An interview with Baron Hermann von Richthofen

This interview with Hermann von Richthofen (HvR) was carried out by the television production company 3BM for the Channel 4 programme Dogfight: The mystery of the Red Baron. Baron Hermann von Richthofen (b. 1933) – the grand-nephew of the Red Baron – was formerly the German ambassador to Nato and to the UK.

Early training

3BM: What was Manfred von Richthofen like as a young man?

HvR: Manfred was a young nobleman. The Richtofen family were landed gentry in Silesia. Most of them were landowners, farmers, lawyers, diplomats or professors ... rarely also soldiers. His father had been a soldier. They had a very happy family life. His father, due to an accident, had to go on early retirement and lived in a town house in Schweidnitz, which still exists today. Manfred had a very happy youth: he was athletic, he was strong, he was joyful and he very much liked shooting, riding, swimming as young boys do!

3BM: Was he a good marksman early on?

HvR: Yes, I think he was. It was more the choice of his father for him to go to boarding school to be trained as a later officer. It was not particularly his choice, but he followed his father's example. After having finished the school, he entered the 1st Regiment of Uhlans, named after the Russian emperor Alexander III, and he went in the footpath of his father.

3BM: As a cavalry officer?

HvR: Yes, that's right. It was normal for a young nobleman to serve in the cavalry, which was the élite troop. Particularly if you come from family in Silesia, you would enter that.

First duties

3BM: At the start of the war, what was Manfred doing?

HvR: Manfred was not a 'hoorah' patriot. He was with his regiment on the German-Russian border, and they hoped that peace would prevail. They were surprised that this was not the case. When war started, he thought of entering fresh and in good spirits into this adventure. But later, in 1918, he thought quite differently about war and what it was asking from people.

3BM: Was he attracted to the new aerial fliers?

HvR: The role of cavalry in the First World War was no longer as an attack force but reconnaissance, and that's what Manfred primarily did on the Russian front. But, in a way, he saw no development for himself. He got bored and wanted to have a more exciting role in this war. When he met people who served in the air force (which was not existing as such), he got attracted and he thought that could be something for him. You could have success, it would be a very mobile life and that's what he wanted to have for himself.

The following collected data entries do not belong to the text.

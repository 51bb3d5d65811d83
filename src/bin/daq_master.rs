//! Master entry point: launch the configured modules, record one trial,
//! shut everything down.
//!
//! ```bash
//! daq_master --config config/recorder.toml --session-dir /data/session_1 --trial 1 --duration 5s
//! ```
//!
//! Without configured modules a single simulated camera module is launched
//! from the binary next to this one.

use anyhow::{Context, Result};
use clap::Parser;
use daq_recorder::config::{ModuleSpec, RecorderConfig};
use daq_recorder::logging;
use daq_recorder::master::{ExitOutcome, Master};
use daq_recorder::protocol::CommandMessage;
use mimalloc::MiMalloc;
use std::path::PathBuf;
use std::time::Duration;
use tracing::{error, info, warn};

#[global_allocator]
static GLOBAL: MiMalloc = MiMalloc;

#[derive(Parser)]
#[command(name = "daq_master")]
#[command(about = "Drive per-device recording modules through one trial", long_about = None)]
struct Cli {
    /// Optional configuration file
    #[arg(long)]
    config: Option<PathBuf>,

    /// Session directory receiving every module's outputs
    #[arg(long)]
    session_dir: PathBuf,

    /// Trial number
    #[arg(long, default_value_t = 1)]
    trial: u32,

    /// Recording duration, e.g. "5s" or "1m 30s"
    #[arg(long, default_value = "5s", value_parser = humantime_serde::re::humantime::parse_duration)]
    duration: Duration,

    /// Device index for the default module when none are configured
    #[arg(long, default_value_t = 0)]
    device_index: u32,

    /// Override the configured log level
    #[arg(long)]
    log_level: Option<String>,
}

fn default_modules(device_index: u32) -> Result<Vec<ModuleSpec>> {
    let program = std::env::current_exe()
        .context("Cannot locate the master executable")?
        .with_file_name(format!("daq_module{}", std::env::consts::EXE_SUFFIX));
    Ok(vec![ModuleSpec {
        name: format!("camera_{}", device_index),
        program,
        args: vec!["--kind".into(), "camera".into()],
        device_index,
    }])
}

#[tokio::main]
async fn main() -> Result<()> {
    let cli = Cli::parse();

    let mut config = match &cli.config {
        Some(path) => RecorderConfig::load_from(path)
            .with_context(|| format!("Failed to load configuration from {}", path.display()))?,
        None => RecorderConfig::load().context("Failed to load configuration")?,
    };
    if let Some(level) = &cli.log_level {
        config.logging.level = level.clone();
        config.validate()?;
    }
    logging::init_from_config(&config)?;

    let specs = if config.master.modules.is_empty() {
        default_modules(cli.device_index)?
    } else {
        config.master.modules.clone()
    };

    let mut master = Master::from_config(&config.master);
    if let Some(mut events) = master.take_events() {
        tokio::spawn(async move {
            while let Some(event) = events.recv().await {
                if event.status.is_error() {
                    warn!(module = %event.module, data = ?event.status.data, "Module reported an error");
                } else {
                    info!(module = %event.module, status = %event.status.status, data = ?event.status.data, "Module status");
                }
            }
        });
    }

    for spec in &specs {
        master.launch(spec)?;
    }

    let result = record_trial(&master, &specs, &cli).await;
    if let Err(e) = &result {
        error!(error = %e, "Trial failed");
    }

    for (module, outcome) in master.shutdown(config.master.shutdown_grace).await {
        match outcome {
            ExitOutcome::Exited(status) => info!(module = %module, %status, "Module stopped"),
            ExitOutcome::Killed => warn!(module = %module, "Module was killed"),
            ExitOutcome::Failed(e) => error!(module = %module, error = %e, "Module could not be stopped"),
        }
    }

    result
}

async fn record_trial(master: &Master, specs: &[ModuleSpec], cli: &Cli) -> Result<()> {
    for spec in specs {
        let reply = master
            .send(
                &spec.name,
                CommandMessage::new("assign_device").with_param("device_index", spec.device_index),
            )
            .await?;
        if reply.is_error() {
            anyhow::bail!("module '{}' could not assign its device: {:?}", spec.name, reply.data);
        }
        info!(module = %spec.name, status = %reply.status, "Device assigned");
    }

    let start = CommandMessage::new("start_recording")
        .with_param("session_dir", cli.session_dir.to_string_lossy().into_owned())
        .with_param("trial_number", cli.trial);
    for (module, reply) in master.broadcast(start).await {
        let reply = reply?;
        if reply.is_error() {
            anyhow::bail!("module '{}' did not start recording: {:?}", module, reply.data);
        }
        info!(module = %module, data = ?reply.data, "Recording started");
    }

    tokio::time::sleep(cli.duration).await;

    for (module, reply) in master.broadcast(CommandMessage::new("stop_recording")).await {
        match reply {
            Ok(reply) => println!(
                "{}: {} {}",
                module,
                reply.status,
                reply.data.map(|d| d.to_string()).unwrap_or_default()
            ),
            Err(e) => error!(module = %module, error = %e, "Stop failed"),
        }
    }
    Ok(())
}
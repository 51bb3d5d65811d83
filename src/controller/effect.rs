//! Outbound commands requested by the reducer.
//!
//! Effects carry every piece of data the executor needs, so the executor never
//! has to read controller state.

use crate::controller::action::AssignmentId;
use crate::core::{DeviceRef, Settings};
use crate::protocol::StatusMessage;
use std::path::PathBuf;

/// Everything `StartWriter` needs to bring a pipeline up.
#[derive(Clone, Debug, PartialEq)]
pub struct WriterSpec {
    /// Media output file
    pub output: PathBuf,
    /// Event log file, when the device has event channels
    pub events: Option<PathBuf>,
    /// Pacing rate for the media stream
    pub rate_hz: f64,
    /// Whether a paced media stream is recorded at all
    pub paced: bool,
}

/// A side effect the executor must perform.
#[derive(Clone, Debug, PartialEq)]
pub enum Effect {
    /// Discover capabilities
    ProbeDevice {
        /// Device to probe
        device: DeviceRef,
        /// Assignment the result belongs to
        assignment: AssignmentId,
    },
    /// Open the device with the given settings
    OpenDevice {
        /// Device to open
        device: DeviceRef,
        /// Assignment the opened device belongs to
        assignment: AssignmentId,
        /// Initial settings
        settings: Settings,
    },
    /// Close the device handle
    CloseDevice,
    /// Start the capture thread feeding the mailbox
    StartCapture,
    /// Stop the capture thread
    StopCapture,
    /// Open the output sink
    StartWriter(WriterSpec),
    /// Stop pacer, drain writer
    StopWriter,
    /// Open the timing log and start the pipeline
    StartTimingLog(PathBuf),
    /// Flush and close the timing log
    StopTimingLog,
    /// Push settings to the device
    ApplyDeviceSettings(Settings),
    /// Emit a status line to the master
    SendStatus(StatusMessage),
    /// Release whatever is left and signal shutdown completion
    CleanupResources,
}

/// Fieldless mirror of [`Effect`] used to acknowledge completions.
#[derive(Clone, Copy, Debug, PartialEq, Eq, Hash)]
pub enum EffectKind {
    /// See [`Effect::ProbeDevice`]
    ProbeDevice,
    /// See [`Effect::OpenDevice`]
    OpenDevice,
    /// See [`Effect::CloseDevice`]
    CloseDevice,
    /// See [`Effect::StartCapture`]
    StartCapture,
    /// See [`Effect::StopCapture`]
    StopCapture,
    /// See [`Effect::StartWriter`]
    StartWriter,
    /// See [`Effect::StopWriter`]
    StopWriter,
    /// See [`Effect::StartTimingLog`]
    StartTimingLog,
    /// See [`Effect::StopTimingLog`]
    StopTimingLog,
    /// See [`Effect::ApplyDeviceSettings`]
    ApplyDeviceSettings,
    /// See [`Effect::SendStatus`]
    SendStatus,
    /// See [`Effect::CleanupResources`]
    CleanupResources,
}

impl Effect {
    /// The fieldless kind of this effect.
    pub fn kind(&self) -> EffectKind {
        match self {
            Effect::ProbeDevice { .. } => EffectKind::ProbeDevice,
            Effect::OpenDevice { .. } => EffectKind::OpenDevice,
            Effect::CloseDevice => EffectKind::CloseDevice,
            Effect::StartCapture => EffectKind::StartCapture,
            Effect::StopCapture => EffectKind::StopCapture,
            Effect::StartWriter(_) => EffectKind::StartWriter,
            Effect::StopWriter => EffectKind::StopWriter,
            Effect::StartTimingLog(_) => EffectKind::StartTimingLog,
            Effect::StopTimingLog => EffectKind::StopTimingLog,
            Effect::ApplyDeviceSettings(_) => EffectKind::ApplyDeviceSettings,
            Effect::SendStatus(_) => EffectKind::SendStatus,
            Effect::CleanupResources => EffectKind::CleanupResources,
        }
    }

    /// Unwind effects always run, even after an earlier effect of the same
    /// batch failed.
    pub fn is_unwind(&self) -> bool {
        matches!(
            self,
            Effect::StopWriter
                | Effect::StopTimingLog
                | Effect::StopCapture
                | Effect::CloseDevice
                | Effect::CleanupResources
        )
    }
}
//! Controller state owned by the store.

use crate::controller::action::{AssignmentId, CommandId};
use crate::core::{Capabilities, DeviceRef, DeviceStatus, Metrics, RecordingStatus, Settings};
use crate::pipeline::RecordingReport;
use crate::session::RecordingPaths;
use serde::Serialize;

/// Command ids waiting for the transition that completes them.
#[derive(Clone, Debug, Default, PartialEq, Eq)]
pub struct PendingReplies {
    /// `assign_device` waiting for `DeviceAssigned`
    pub assign: Option<CommandId>,
    /// `start_recording` waiting for `RecordingStarted`
    pub start: Option<CommandId>,
    /// `stop_recording` waiting for `RecordingStopped`
    pub stop: Option<CommandId>,
    /// `apply_settings` waiting for `SettingsApplied`
    pub settings: Option<CommandId>,
}

impl PendingReplies {
    /// Take every pending id, leaving the slots empty.
    pub fn drain(&mut self) -> Vec<CommandId> {
        [
            self.assign.take(),
            self.start.take(),
            self.stop.take(),
            self.settings.take(),
        ]
        .into_iter()
        .flatten()
        .collect()
    }

    /// True when no command is waiting.
    pub fn is_empty(&self) -> bool {
        self.assign.is_none()
            && self.start.is_none()
            && self.stop.is_none()
            && self.settings.is_none()
    }
}

/// Full controller state. Only `update` produces new values of it.
#[derive(Clone, Debug, Default, PartialEq, Serialize)]
pub struct DeviceState {
    /// Device lifecycle
    pub device_status: DeviceStatus,
    /// Recording lifecycle
    pub recording_status: RecordingStatus,
    /// Assigned device
    pub device: Option<DeviceRef>,
    /// Settings in effect
    pub settings: Settings,
    /// Capabilities of the assigned device
    pub capabilities: Option<Capabilities>,
    /// Latest metrics snapshot
    pub metrics: Metrics,
    /// Paths of the active recording
    pub recording: Option<RecordingPaths>,
    /// Report of the last finished recording
    pub last_report: Option<RecordingReport>,
    /// Last device error
    pub last_error: Option<String>,
    /// Set once `Shutdown` was applied; every later action is a no-op
    pub shut_down: bool,
    /// Generation of the latest assignment
    #[serde(skip)]
    pub assignment: AssignmentId,
    #[serde(skip)]
    pub(crate) pending: PendingReplies,
}

impl DeviceState {
    /// Fresh state at process start.
    pub fn new() -> Self {
        Self::default()
    }

    /// State at process start with preloaded settings.
    pub fn with_settings(settings: Settings) -> Self {
        Self {
            settings,
            ..Self::default()
        }
    }

    /// Commands still waiting for a reply.
    pub fn pending(&self) -> &PendingReplies {
        &self.pending
    }

    /// `recording_status == Recording` implies `device_status == Streaming`.
    pub fn invariant_holds(&self) -> bool {
        self.recording_status != RecordingStatus::Recording
            || self.device_status == DeviceStatus::Streaming
    }
}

3BM: Why didn't he train as a pilot straightaway?

HvR: He thought he should go to the air force, no matter what role he had. He thought to train as a pilot would take much too long a time. He wanted to have it now. Therefore, he was quite happy to be going in reconnaissance and bomber flights as a companion [observer] but not as a pilot.

3BM: Did he enjoy his first flight?

HvR: He was maybe not a talented flier from the outset. He failed his first flying exam, but he was very quick at grasping the essentials, and learned and enjoyed it. He once said, 'It's wonderful to hunt from the air!'

3BM: Was Manfred a natural flier?

HvR: He felt at home in the air, but what is a natural flier? I mean, he was trained as a pilot, and over time, he acquired a competence and quality which hardly anybody else reached. Is it natural? Is it inborn? I don't know.

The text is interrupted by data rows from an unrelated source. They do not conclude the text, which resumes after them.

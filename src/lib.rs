//! Core library for the daq_recorder modules and master.
//!
//! Each device is owned by a module process whose behaviour is a pure
//! reducer over [`controller::DeviceState`]. The reducer returns effects that
//! the [`executor::EffectExecutor`] performs against a
//! [`device::DeviceDriver`], feeding captured samples through the
//! [`pipeline`] (mailbox, pacer, work queue, writer) onto disk. Modules speak
//! the JSON-lines [`protocol`] on stdin/stdout; the [`master`] launches and
//! drives them.

pub mod config;
pub mod controller;
pub mod core;
pub mod device;
pub mod error;
pub mod executor;
pub mod logging;
pub mod master;
pub mod module;
pub mod pipeline;
pub mod protocol;
pub mod session;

His relationship with Boelcke

3BM: How important in his life was the first meeting with [Fokker test pilot Oswald] Boelcke?

HvR: I think this is very, very important for him because he considered Boelcke as very competent, which he was, very serious, and a man already practising what Manfred wanted to achieve. Manfred asked his advice and Boelcke told him, 'If you want to have my experience, you must fly and you must become a pilot.' Then Manfred decided to go through the training and become a pilot.

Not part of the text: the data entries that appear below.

impl EffectExecutor {
    /// Executor driving devices through `driver`.
    pub fn new(
        driver: Arc<dyn DeviceDriver>,
        store: StoreHandle,
        status: StatusSender,
        config: ExecutorConfig,
    ) -> Self {
        Self {
            driver,
            store,
            status,
            config,
            device: None,
            assignment: None,
            settings: Settings::default(),
            handle: None,
            capture: None,
            mailbox: Arc::new(Mailbox::new()),
            capture_stats: Arc::new(CaptureStats::default()),
            event_route: Arc::new(Mutex::new(None)),
            prepared: None,
            pipeline: None,
            stopped: None,
            baseline: None,
            shutdown: false,
        }
    }

    /// Run on the async runtime until `CleanupResources` has executed or the
    /// store goes away.
    pub fn spawn(self, effects: mpsc::UnboundedReceiver<Vec<Effect>>) -> JoinHandle<()> {
        tokio::spawn(self.run(effects))
    }

    async fn run(mut self, mut effects: mpsc::UnboundedReceiver<Vec<Effect>>) {
        info!("Effect executor started");
        let mut metrics_tick = tokio::time::interval(self.config.metrics_interval);
        metrics_tick.set_missed_tick_behavior(tokio::time::MissedTickBehavior::Skip);

        loop {
            tokio::select! {
                batch = effects.recv() => match batch {
                    Some(batch) => {
                        self.run_batch(batch).await;
                        if self.shutdown {
                            break;
                        }
                    }
                    None => break,
                },
                _ = metrics_tick.tick(), if self.capture.is_some() => {
                    let metrics = self.metrics_snapshot();
                    if self.store.dispatch(Action::UpdateMetrics(metrics)).await.is_err() {
                        break;
                    }
                }
            }
        }

        self.release_all().await;
        info!("Effect executor stopped");
    }

    /// Execute one batch in order.
    pub async fn run_batch(&mut self, batch: Vec<Effect>) {
        let mut failure: Option<String> = None;

        for effect in batch {
            let kind = effect.kind();
            let assignment = match &effect {
                Effect::ProbeDevice { assignment, .. } | Effect::OpenDevice { assignment, .. } => {
                    Some(*assignment)
                }
                _ => self.assignment,
            };

            if let Some(reason) = &failure {
                if !effect.is_unwind() {
                    if let Effect::SendStatus(status) = &effect {
                        if status.is_reply() {
                            self.emit(StatusMessage::error(
                                status.in_reply_to.clone(),
                                format!("aborted: {}", reason),
                            ));
                        }
                    }
                    debug!(effect = ?kind, "Skipped after earlier failure in batch");
                    continue;
                }
            }

            let action = match self.execute(effect).await {
                Ok(action) => action,
                Err(e) => {
                    error!(effect = ?kind, error = %e, "Effect failed");
                    if failure.is_none() {
                        failure = Some(e.to_string());
                    }
                    Action::DeviceError {
                        message: e.to_string(),
                        assignment,
                    }
                }
            };

            if self.store.dispatch(action).await.is_err() {
                debug!(effect = ?kind, "Store closed, result not delivered");
            }
        }
    }

    async fn execute(&mut self, effect: Effect) -> AppResult<Action> {
        match effect {
            Effect::ProbeDevice { device, assignment } => {
                info!(device = %device, assignment, "Probing device");
                let capabilities = self.driver.probe(device).await?;
                Ok(Action::DeviceAssigned {
                    assignment,
                    capabilities,
                })
            }
            Effect::OpenDevice {
                device,
                assignment,
                settings,
            } => {
                self.stop_capture().await;
                self.close_device();
                let handle = self.driver.open(device, &settings).await?;
                self.handle = Some(handle);
                self.device = Some(device);
                self.assignment = Some(assignment);
                self.settings = settings;
                Ok(Action::EffectCompleted(EffectKind::OpenDevice))
            }
            Effect::CloseDevice => {
                self.stop_capture().await;
                self.close_device();
                Ok(Action::EffectCompleted(EffectKind::CloseDevice))
            }
            Effect::StartCapture => {
                self.start_capture()?;
                Ok(Action::EffectCompleted(EffectKind::StartCapture))
            }
            Effect::StopCapture => {
                self.stop_capture().await;
                Ok(Action::EffectCompleted(EffectKind::StopCapture))
            }
            Effect::StartWriter(spec) => {
                self.prepare_writer(spec)?;
                Ok(Action::EffectCompleted(EffectKind::StartWriter))
            }
            Effect::StartTimingLog(path) => {
                self.start_pipeline(path)?;
                Ok(Action::RecordingStarted)
            }
            Effect::StopWriter => {
                self.stop_writer().await;
                Ok(Action::EffectCompleted(EffectKind::StopWriter))
            }
            Effect::StopTimingLog => {
                let report = self.stop_timing_log().await;
                Ok(Action::RecordingStopped { report })
            }
            Effect::ApplyDeviceSettings(settings) => {
                self.apply_settings(&settings).await?;
                self.settings = settings.clone();
                Ok(Action::SettingsApplied { settings })
            }
            Effect::SendStatus(status) => {
                self.status.send(status)?;
                Ok(Action::EffectCompleted(EffectKind::SendStatus))
            }
            Effect::CleanupResources => {
                self.release_all().await;
                self.shutdown = true;
                Ok(Action::EffectCompleted(EffectKind::CleanupResources))
            }
        }
    }

    fn emit(&self, status: StatusMessage) {
        if let Err(e) = self.status.send(status) {
            warn!(error = %e, "Dropping status line");
        }
    }

    fn start_capture(&mut self) -> AppResult<()> {
        if self.capture.is_some() {
            return Ok(());
        }
        let handle = self.handle.take().ok_or(RecorderError::DeviceNotOpen)?;
        let device = self.device.ok_or(RecorderError::DeviceNotOpen)?;

        self.mailbox = Arc::new(Mailbox::new());
        self.capture_stats = Arc::new(CaptureStats::default());
        self.baseline = None;

        let stop = Arc::new(AtomicBool::new(false));
        let (settings_tx, settings_rx) = std_mpsc::channel();
        let capture = CaptureLoop {
            device,
            assignment: self.assignment,
            handle,
            mailbox: self.mailbox.clone(),
            events: self.event_route.clone(),
            stats: self.capture_stats.clone(),
            preview: PreviewThrottle::new(&self.settings),
            stop: stop.clone(),
            settings_rx,
            store: self.store.clone(),
        };

        let join = std::thread::Builder::new()
            .name(format!("capture-{}", device))
            .spawn(move || capture.run())?;
        self.capture = Some(CaptureThread {
            stop,
            settings_tx,
            join,
        });
        info!(device = %device, "Capture started");
        Ok(())
    }

    async fn stop_capture(&mut self) {
        let Some(capture) = self.capture.take() else {
            return;
        };
        capture.stop.store(true, Ordering::Release);
        drop(capture.settings_tx);

        match tokio::task::spawn_blocking(move || capture.join.join()).await {
            Ok(Ok(handle)) => {
                self.handle = Some(handle);
                info!(device = ?self.device, "Capture stopped");
            }
            Ok(Err(_)) => error!("Capture thread panicked, device handle lost"),
            Err(e) => error!(error = %e, "Failed to join capture thread"),
        }
    }

    fn close_device(&mut self) {
        if let Some(mut handle) = self.handle.take() {
            if let Err(e) = handle.close() {
                warn!(device = ?self.device, error = %e, "Device did not close cleanly");
            }
            info!(device = ?self.device, "Device closed");
        }
    }

    fn prepare_writer(&mut self, spec: WriterSpec) -> AppResult<()> {
        if self.pipeline.is_some() {
            return Err(RecorderError::Pipeline("a recording is already running".into()));
        }
        let options = PipelineOptions::from_config(&self.config.pipeline, spec.rate_hz);
        let prepared = PreparedRecording::open(spec.output, spec.events, spec.paced, options)?;
        debug!(?prepared, "Writer prepared");
        self.prepared = Some(prepared);
        self.stopped = None;
        Ok(())
    }

    fn start_pipeline(&mut self, timing_path: PathBuf) -> AppResult<()> {
        let prepared = self
            .prepared
            .take()
            .ok_or_else(|| RecorderError::Pipeline("writer was not started".into()))?;
        let timing = Arc::new(TimingLog::create(&timing_path)?);

        let store = self.store.clone();
        let on_fault = Box::new(move |message: String| {
            if store
                .blocking_dispatch(Action::RecordingFault { message })
                .is_err()
            {
                warn!("Controller gone, recording fault not reported");
            }
        });

        let pipeline = RecordingPipeline::start(prepared, timing, self.mailbox.clone(), on_fault)?;
        *self
            .event_route
            .lock()
            .unwrap_or_else(PoisonError::into_inner) = pipeline.event_log();
        self.pipeline = Some(pipeline);
        Ok(())
    }

    async fn stop_writer(&mut self) {
        self.prepared = None;
        let Some(pipeline) = self.pipeline.take() else {
            return;
        };
        self.event_route
            .lock()
            .unwrap_or_else(PoisonError::into_inner)
            .take();
        let stopped = pipeline.stop(self.config.pipeline.drain_timeout).await;
        self.stopped = Some(stopped);
    }

    async fn stop_timing_log(&mut self) -> RecordingReport {
        if self.pipeline.is_some() {
            self.stop_writer().await;
        }
        let Some(StoppedRecording { mut report, timing }) = self.stopped.take() else {
            return RecordingReport::default();
        };

        match tokio::task::spawn_blocking(move || timing.close()).await {
            Ok(Ok(rows)) => report.timing_rows = rows,
            Ok(Err(e)) => warn!(error = %e, "Timing log did not close cleanly"),
            Err(e) => warn!(error = %e, "Timing log close task failed"),
        }
        info!(
            written = report.written,
            timing_rows = report.timing_rows,
            "Timing log closed"
        );
        report
    }

    async fn apply_settings(&mut self, settings: &Settings) -> AppResult<()> {
        if let Some(capture) = &self.capture {
            let (ack_tx, ack_rx) = oneshot::channel();
            capture
                .settings_tx
                .send((settings.clone(), ack_tx))
                .map_err(|_| RecorderError::DeviceLost("capture thread is gone".into()))?;
            return match tokio::time::timeout(SETTINGS_ACK_TIMEOUT, ack_rx).await {
                Ok(Ok(result)) => result,
                Ok(Err(_)) => Err(RecorderError::DeviceLost("capture thread is gone".into())),
                Err(_) => Err(RecorderError::DeviceLost(
                    "device did not acknowledge settings".into(),
                )),
            };
        }

        match self.handle.as_mut() {
            Some(handle) => handle.apply_settings(settings),
            None => Err(RecorderError::DeviceNotOpen),
        }
    }

    fn metrics_snapshot(&mut self) -> Metrics {
        let captured = self.capture_stats.frames.load(Ordering::Relaxed);
        let events = self.capture_stats.events.load(Ordering::Relaxed);
        let (recorded, duplicated, dropped) = match &self.pipeline {
            Some(pipeline) => {
                let counters = pipeline.counters();
                (
                    counters.written.load(Ordering::Relaxed),
                    counters.written_duplicates.load(Ordering::Relaxed),
                    pipeline.dropped(),
                )
            }
            None => (0, 0, 0),
        };

        let now = Instant::now();
        let (capture_rate_hz, record_rate_hz) = match &self.baseline {
            Some(base) => {
                let secs = now.duration_since(base.at).as_secs_f64().max(1e-6);
                (
                    captured.saturating_sub(base.captured) as f64 / secs,
                    recorded.saturating_sub(base.recorded) as f64 / secs,
                )
            }
            None => (0.0, 0.0),
        };
        self.baseline = Some(MetricsBaseline {
            at: now,
            captured,
            recorded,
        });

        Metrics {
            captured,
            recorded,
            duplicated,
            dropped,
            previewed: self.capture_stats.previewed.load(Ordering::Relaxed),
            overwritten: self.mailbox.overwritten(),
            events,
            capture_rate_hz,
            record_rate_hz,
        }
    }

    /// Stop whatever is still running, in unwind order. Idempotent.
    async fn release_all(&mut self) {
        if self.pipeline.is_some() || self.stopped.is_some() {
            let report = self.stop_timing_log().await;
            debug!(written = report.written, "Released recording during cleanup");
        }
        self.prepared = None;
        self.stop_capture().await;
        self.close_device();
    }
}
//! Custom error types for the recorder.
//!
//! This module defines the primary error type, `RecorderError`, shared by the
//! controller, the recording pipeline, the protocol layer and the device
//! collaborators. Using the `thiserror` crate, it provides one consistent way to
//! describe failures from configuration parsing up to mid-stream device loss.
//!
//! ## Error Hierarchy
//!
//! - **`Config`** / **`Configuration`**: parse errors from `figment` and semantic
//!   validation errors (zero capacities, unknown log levels).
//! - **`Io`**, **`Csv`**, **`Json`**: wrapped lower level failures, converted with `?`.
//! - **`Probe`**: capability discovery failed (`ProbeError`).
//! - **`DeviceOpen`** / **`DeviceLost`**: the device could not be opened, or failed
//!   while streaming.
//! - **`Protocol`**: a line could not be decoded into a command or status.
//! - **`Pipeline`**: the recording pipeline could not be started or stopped.
//! - **`DrainTimeout`**: the writer did not drain its queue in time; carries the
//!   number of items that were force-cancelled.
//!
//! - **`ShutdownFailed`**: one or more module tasks did not stop cleanly.
//!
//! Queue overflow has no variant: it is counted, never raised.

use thiserror::Error;

/// Convenience alias for results using the recorder error type.
pub type AppResult<T> = std::result::Result<T, RecorderError>;

/// Errors raised by the recorder library.
#[allow(missing_docs)]
#[derive(Error, Debug)]
pub enum RecorderError {
    /// Configuration could not be parsed
    #[error("Configuration error: {0}")]
    Config(#[from] Box<figment::Error>),

    /// Configuration parsed but is not usable
    #[error("Configuration validation error: {0}")]
    Configuration(String),

    #[error("I/O error: {0}")]
    Io(#[from] std::io::Error),

    #[error("CSV error: {0}")]
    Csv(#[from] csv::Error),

    #[error("JSON error: {0}")]
    Json(#[from] serde_json::Error),

    /// Capability discovery failed
    #[error("Capability probe failed: {0}")]
    Probe(String),

    #[error("Failed to open device: {0}")]
    DeviceOpen(String),

    /// The device failed while streaming
    #[error("Device lost: {0}")]
    DeviceLost(String),

    #[error("No device is open")]
    DeviceNotOpen,

    /// A line was not a valid command or status
    #[error("Protocol error: {0}")]
    Protocol(String),

    #[error("Recording pipeline error: {0}")]
    Pipeline(String),

    /// The writer missed the drain deadline
    #[error("Writer did not drain within timeout, {residual} item(s) cancelled")]
    DrainTimeout { residual: usize },

    #[error("Task '{task}' did not stop cleanly: {reason}")]
    TaskFailed { task: String, reason: String },

    #[error("Controller is no longer running")]
    ControllerClosed,

    /// Aggregate of task failures during shutdown
    #[error("Shutdown failed with errors")]
    ShutdownFailed(Vec<RecorderError>),
}

impl From<figment::Error> for RecorderError {
    fn from(err: figment::Error) -> Self {
        RecorderError::Config(Box::new(err))
    }
}

#[cfg(test)]
mod tests {
    use super::*;

    #[test]
    fn test_error_display() {
        let err = RecorderError::Probe("camera not found".to_string());
        assert_eq!(err.to_string(), "Capability probe failed: camera not found");
    }

    #[test]
    fn test_drain_timeout_reports_residual() {
        let err = RecorderError::DrainTimeout { residual: 7 };
        assert!(err.to_string().contains("7 item(s) cancelled"));
    }

    #[test]
    fn test_shutdown_failed_error() {
        let err = RecorderError::ShutdownFailed(vec![
            RecorderError::DeviceLost("camera timeout".into()),
            RecorderError::Pipeline("buffer drain".into()),
        ]);
        assert!(err.to_string().contains("Shutdown failed"));
    }
}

3BM: Boelcke became one of his mentors?

HvR: Yes, Boelcke became a key mentor in his life. But Manfred developed his tactics and theory further on, and in the end, he wrote his own manual on air operations.

3BM: What qualities did Boelcke see in Manfred?

HvR: Certainly Boelcke must have seen his talent, but also his talent as a natural leader – Manfred was very charismatic. They both knew each other very well, so Boelcke knew very well who he was picking out.

3BM: What lessons did he learn from Boelcke?

HvR: He spoke with the highest regard of Boelcke. It must have been the tactics and also the leadership, and Manfred, like Boelcke, was a very modest man.

3BM: What was the effect on Manfred of the loss of Boelcke?

HvR: A great personal loss. A shock as well. And it demonstrated to him how near death was. I remember one scene when he was home in Schweidnitz and he showed a photo to his mother [in which he was] surrounded by young comrades. She was asking, 'Oh, what is this lieutenant doing?' Manfred said, 'He's dead.' Then she pointed to another one, and he was also dead. And then he said, 'Don't ask any further. They're all dead.' That's terrible!

Manfred's character

3BM: What attracted Manfred to the Eindecker [single-wing, single-seater plane] fighter pilots?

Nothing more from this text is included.